*** Opening Exercise inputs ***

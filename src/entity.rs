//! Typed entities used as graph nodes.
//!
//! An [`Entity`] is an immutable `(kind, id)` pair. Equality and hashing are by
//! both fields, so a user and a repository sharing a numeric id are distinct.

use crate::{Error, Result};
use serde::{Deserialize, Serialize};
use std::fmt;
use std::str::FromStr;

/// The kind of an entity.
///
/// `User` and `Organization` are both accounts: [`EntityKind::is_a`] treats
/// `Account` as their common class.
#[derive(Debug, Clone, Copy, PartialEq, Eq, Hash, PartialOrd, Ord, Serialize, Deserialize)]
pub enum EntityKind {
    Account,
    User,
    Organization,
    Repository,
    Language,
}

impl EntityKind {
    /// Whether an entity of this kind belongs to `class`.
    ///
    /// ```
    /// use stargraph::EntityKind;
    ///
    /// assert!(EntityKind::User.is_a(EntityKind::Account));
    /// assert!(EntityKind::Organization.is_a(EntityKind::Account));
    /// assert!(!EntityKind::Account.is_a(EntityKind::User));
    /// assert!(!EntityKind::Repository.is_a(EntityKind::Account));
    /// ```
    pub fn is_a(self, class: EntityKind) -> bool {
        self == class
            || (class == EntityKind::Account
                && matches!(self, EntityKind::User | EntityKind::Organization))
    }

    /// Type name used in serialized reports.
    pub fn as_str(self) -> &'static str {
        match self {
            EntityKind::Account => "Account",
            EntityKind::User => "User",
            EntityKind::Organization => "Organization",
            EntityKind::Repository => "Repository",
            EntityKind::Language => "Language",
        }
    }
}

impl fmt::Display for EntityKind {
    fn fmt(&self, f: &mut fmt::Formatter<'_>) -> fmt::Result {
        f.write_str(self.as_str())
    }
}

impl FromStr for EntityKind {
    type Err = Error;

    fn from_str(s: &str) -> Result<Self> {
        match s {
            "Account" => Ok(EntityKind::Account),
            "User" => Ok(EntityKind::User),
            "Organization" => Ok(EntityKind::Organization),
            "Repository" => Ok(EntityKind::Repository),
            "Language" => Ok(EntityKind::Language),
            other => Err(Error::UnknownEntityKind(other.to_string())),
        }
    }
}

/// Identifier of an entity: numeric for accounts and repositories, a name for
/// languages.
#[derive(Debug, Clone, PartialEq, Eq, Hash, PartialOrd, Ord, Serialize, Deserialize)]
#[serde(untagged)]
pub enum EntityId {
    Number(u64),
    Name(String),
}

impl fmt::Display for EntityId {
    fn fmt(&self, f: &mut fmt::Formatter<'_>) -> fmt::Result {
        match self {
            EntityId::Number(n) => write!(f, "{}", n),
            EntityId::Name(s) => write!(f, "{:?}", s),
        }
    }
}

impl From<u64> for EntityId {
    fn from(n: u64) -> Self {
        EntityId::Number(n)
    }
}

impl From<&str> for EntityId {
    fn from(s: &str) -> Self {
        EntityId::Name(s.to_string())
    }
}

impl From<String> for EntityId {
    fn from(s: String) -> Self {
        EntityId::Name(s)
    }
}

/// A typed, hashable identity used as a graph node.
///
/// Serializes as `{"type": "User", "id": 42}`.
#[derive(Debug, Clone, PartialEq, Eq, Hash, PartialOrd, Ord, Serialize, Deserialize)]
pub struct Entity {
    #[serde(rename = "type")]
    pub kind: EntityKind,
    pub id: EntityId,
}

impl Entity {
    /// Create an entity of the given kind.
    pub fn new(kind: EntityKind, id: impl Into<EntityId>) -> Self {
        Self {
            kind,
            id: id.into(),
        }
    }

    pub fn user(id: impl Into<EntityId>) -> Self {
        Self::new(EntityKind::User, id)
    }

    pub fn organization(id: impl Into<EntityId>) -> Self {
        Self::new(EntityKind::Organization, id)
    }

    pub fn account(id: impl Into<EntityId>) -> Self {
        Self::new(EntityKind::Account, id)
    }

    pub fn repository(id: impl Into<EntityId>) -> Self {
        Self::new(EntityKind::Repository, id)
    }

    pub fn language(id: impl Into<EntityId>) -> Self {
        Self::new(EntityKind::Language, id)
    }

    /// Shorthand for `self.kind.is_a(class)`.
    pub fn is_a(&self, class: EntityKind) -> bool {
        self.kind.is_a(class)
    }
}

impl fmt::Display for Entity {
    fn fmt(&self, f: &mut fmt::Formatter<'_>) -> fmt::Result {
        write!(f, "{}({})", self.kind, self.id)
    }
}

#[cfg(test)]
mod tests {
    use super::*;
    use std::collections::HashSet;

    #[test]
    fn test_identity_by_kind_and_id() {
        let mut set = HashSet::new();
        set.insert(Entity::user(1));
        set.insert(Entity::repository(1));
        set.insert(Entity::user(1));
        assert_eq!(set.len(), 2);
    }

    #[test]
    fn test_json_shape() {
        let json = serde_json::to_string(&Entity::repository(7)).unwrap();
        assert_eq!(json, r#"{"type":"Repository","id":7}"#);

        let lang: Entity = serde_json::from_str(r#"{"type":"Language","id":"Rust"}"#).unwrap();
        assert_eq!(lang, Entity::language("Rust"));
    }

    #[test]
    fn test_kind_parse() {
        assert_eq!("User".parse::<EntityKind>().unwrap(), EntityKind::User);
        assert!("Gist".parse::<EntityKind>().is_err());
    }

    #[test]
    fn test_display() {
        assert_eq!(Entity::user(3).to_string(), "User(3)");
    }
}
//! Limited-memory BFGS with optional box constraints.
//!
//! The search direction comes from the classic two-loop recursion over the
//! last `memory` curvature pairs; iterates are projected onto the box and the
//! step is chosen by backtracking until the Armijo condition holds. Free
//! variables are those not pinned at a bound with the gradient pushing
//! outward.

use crate::{Error, Result};
use serde::{Deserialize, Serialize};
use std::collections::VecDeque;

const ARMIJO: f64 = 1e-4;

/// L-BFGS configuration.
#[derive(Debug, Clone, Copy, PartialEq, Serialize, Deserialize)]
pub struct LbfgsConfig {
    /// Number of stored curvature pairs.
    pub memory: usize,
    /// Outer iteration cap; reaching it is a normal termination.
    pub max_iterations: usize,
    /// Stop when the largest projected gradient component is below this.
    pub gradient_tolerance: f64,
    /// Stop when the relative objective reduction is below this.
    pub reduction_tolerance: f64,
    /// Backtracking halvings allowed per iteration.
    pub max_line_search: usize,
    /// Common `(lower, upper)` bound for every coordinate.
    pub bounds: Option<(f64, f64)>,
}

impl Default for LbfgsConfig {
    fn default() -> Self {
        Self {
            memory: 10,
            max_iterations: 100,
            gradient_tolerance: 1e-5,
            reduction_tolerance: 2.22e-9,
            max_line_search: 30,
            bounds: None,
        }
    }
}

impl LbfgsConfig {
    pub fn with_max_iterations(mut self, max_iterations: usize) -> Self {
        self.max_iterations = max_iterations;
        self
    }

    pub fn with_bounds(mut self, lower: f64, upper: f64) -> Self {
        self.bounds = Some((lower, upper));
        self
    }

    fn validate(&self) -> Result<()> {
        if self.memory == 0 {
            return Err(Error::InvalidConfig("lbfgs memory must be positive".into()));
        }
        if let Some((lo, hi)) = self.bounds {
            if lo > hi {
                return Err(Error::InvalidConfig(format!(
                    "empty lbfgs bounds [{}, {}]",
                    lo, hi
                )));
            }
        }
        Ok(())
    }
}

/// Why the minimizer stopped.
#[derive(Debug, Clone, Copy, PartialEq, Eq, Serialize, Deserialize)]
pub enum Termination {
    GradientTolerance,
    ReductionTolerance,
    MaxIterations,
    LineSearchFailed,
}

/// Best point found.
#[derive(Debug, Clone)]
pub struct Minimum {
    pub x: Vec<f64>,
    pub value: f64,
    pub gradient: Vec<f64>,
    pub iterations: usize,
    pub evaluations: usize,
    pub termination: Termination,
}

fn dot(a: &[f64], b: &[f64]) -> f64 {
    a.iter().zip(b).map(|(x, y)| x * y).sum()
}

fn project(x: &mut [f64], bounds: Option<(f64, f64)>) {
    if let Some((lo, hi)) = bounds {
        for v in x {
            *v = v.clamp(lo, hi);
        }
    }
}

/// Coordinates held at a bound by a gradient pointing outward.
fn pinned(x: &[f64], g: &[f64], bounds: Option<(f64, f64)>) -> Vec<bool> {
    match bounds {
        None => vec![false; x.len()],
        Some((lo, hi)) => x
            .iter()
            .zip(g)
            .map(|(&xi, &gi)| (xi <= lo && gi > 0.0) || (xi >= hi && gi < 0.0))
            .collect(),
    }
}

/// `-H · g` from the stored `(s, y)` pairs.
fn two_loop(g: &[f64], history: &VecDeque<(Vec<f64>, Vec<f64>, f64)>) -> Vec<f64> {
    let mut q = g.to_vec();
    let mut alphas = Vec::with_capacity(history.len());
    for (s, y, rho) in history.iter().rev() {
        let a = rho * dot(s, &q);
        for (qi, yi) in q.iter_mut().zip(y) {
            *qi -= a * yi;
        }
        alphas.push(a);
    }
    if let Some((s, y, _)) = history.back() {
        let gamma = dot(s, y) / dot(y, y);
        for qi in &mut q {
            *qi *= gamma;
        }
    }
    for ((s, y, rho), a) in history.iter().zip(alphas.into_iter().rev()) {
        let b = rho * dot(y, &q);
        for (qi, si) in q.iter_mut().zip(s) {
            *qi += (a - b) * si;
        }
    }
    q.iter().map(|v| -v).collect()
}

/// Minimize `f` from `x0`. `f` returns the objective value and its gradient.
pub fn minimize<F>(mut f: F, x0: Vec<f64>, config: &LbfgsConfig) -> Result<Minimum>
where
    F: FnMut(&[f64]) -> Result<(f64, Vec<f64>)>,
{
    config.validate()?;
    let bounds = config.bounds;

    let mut x = x0;
    project(&mut x, bounds);
    let (mut value, mut gradient) = f(&x)?;
    let mut evaluations = 1;
    if gradient.len() != x.len() {
        return Err(Error::DimensionMismatch {
            expected: x.len(),
            got: gradient.len(),
        });
    }

    let mut history: VecDeque<(Vec<f64>, Vec<f64>, f64)> = VecDeque::with_capacity(config.memory);
    let finish = |x, value, gradient, iterations, evaluations, termination| Minimum {
        x,
        value,
        gradient,
        iterations,
        evaluations,
        termination,
    };

    for iteration in 0..config.max_iterations {
        let fixed = pinned(&x, &gradient, bounds);
        let pg: Vec<f64> = gradient
            .iter()
            .zip(&fixed)
            .map(|(&g, &p)| if p { 0.0 } else { g })
            .collect();
        let pg_norm = pg.iter().fold(0.0f64, |m, v| m.max(v.abs()));
        if pg_norm <= config.gradient_tolerance {
            return Ok(finish(
                x,
                value,
                gradient,
                iteration,
                evaluations,
                Termination::GradientTolerance,
            ));
        }

        let mut direction = two_loop(&pg, &history);
        for (d, &p) in direction.iter_mut().zip(&fixed) {
            if p {
                *d = 0.0;
            }
        }
        if dot(&direction, &pg) >= 0.0 {
            history.clear();
            direction = pg.iter().map(|v| -v).collect();
        }
        // the first step has no curvature information to scale it
        let mut step = if history.is_empty() {
            (1.0 / pg_norm).min(1.0)
        } else {
            1.0
        };

        let mut accepted = None;
        for _ in 0..config.max_line_search {
            let mut candidate: Vec<f64> = x
                .iter()
                .zip(&direction)
                .map(|(xi, di)| xi + step * di)
                .collect();
            project(&mut candidate, bounds);
            let moved: Vec<f64> = candidate.iter().zip(&x).map(|(a, b)| a - b).collect();
            if moved.iter().all(|&v| v == 0.0) {
                break;
            }
            let (next_value, next_gradient) = f(&candidate)?;
            evaluations += 1;
            let decrease = dot(&gradient, &moved).min(0.0);
            if next_value.is_finite() && next_value <= value + ARMIJO * decrease {
                accepted = Some((candidate, next_value, next_gradient, moved));
                break;
            }
            step *= 0.5;
        }

        let Some((next_x, next_value, next_gradient, s)) = accepted else {
            return Ok(finish(
                x,
                value,
                gradient,
                iteration,
                evaluations,
                Termination::LineSearchFailed,
            ));
        };

        let y: Vec<f64> = next_gradient
            .iter()
            .zip(&gradient)
            .map(|(a, b)| a - b)
            .collect();
        let sy = dot(&s, &y);
        if sy > 1e-10 {
            if history.len() == config.memory {
                history.pop_front();
            }
            history.push_back((s, y, 1.0 / sy));
        }

        let reduction = (value - next_value) / value.abs().max(next_value.abs()).max(1.0);
        x = next_x;
        value = next_value;
        gradient = next_gradient;
        if reduction <= config.reduction_tolerance {
            return Ok(finish(
                x,
                value,
                gradient,
                iteration + 1,
                evaluations,
                Termination::ReductionTolerance,
            ));
        }
    }

    Ok(finish(
        x,
        value,
        gradient,
        config.max_iterations,
        evaluations,
        Termination::MaxIterations,
    ))
}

*** Closing Exercise inputs ***

• **Exercise brief**
Return exactly, and only, the lines above starting at the line that contains "#[derive(Debug, Clone)]" and ending at the line that contains "fn project(x: &mut".

• **Answer space**
#[derive(Debug, Clone)]
pub struct Minimum {
    pub x: Vec<f64>,
    pub value: f64,
    pub gradient: Vec<f64>,
    pub iterations: usize,
    pub evaluations: usize,
    pub termination: Termination,
}

fn dot(a: &[f64], b: &[f64]) -> f64 {
    a.iter().zip(b).map(|(x, y)| x * y).sum()
}

fn project(x: &mut [f64], bounds: Option<(f64, f64)>) {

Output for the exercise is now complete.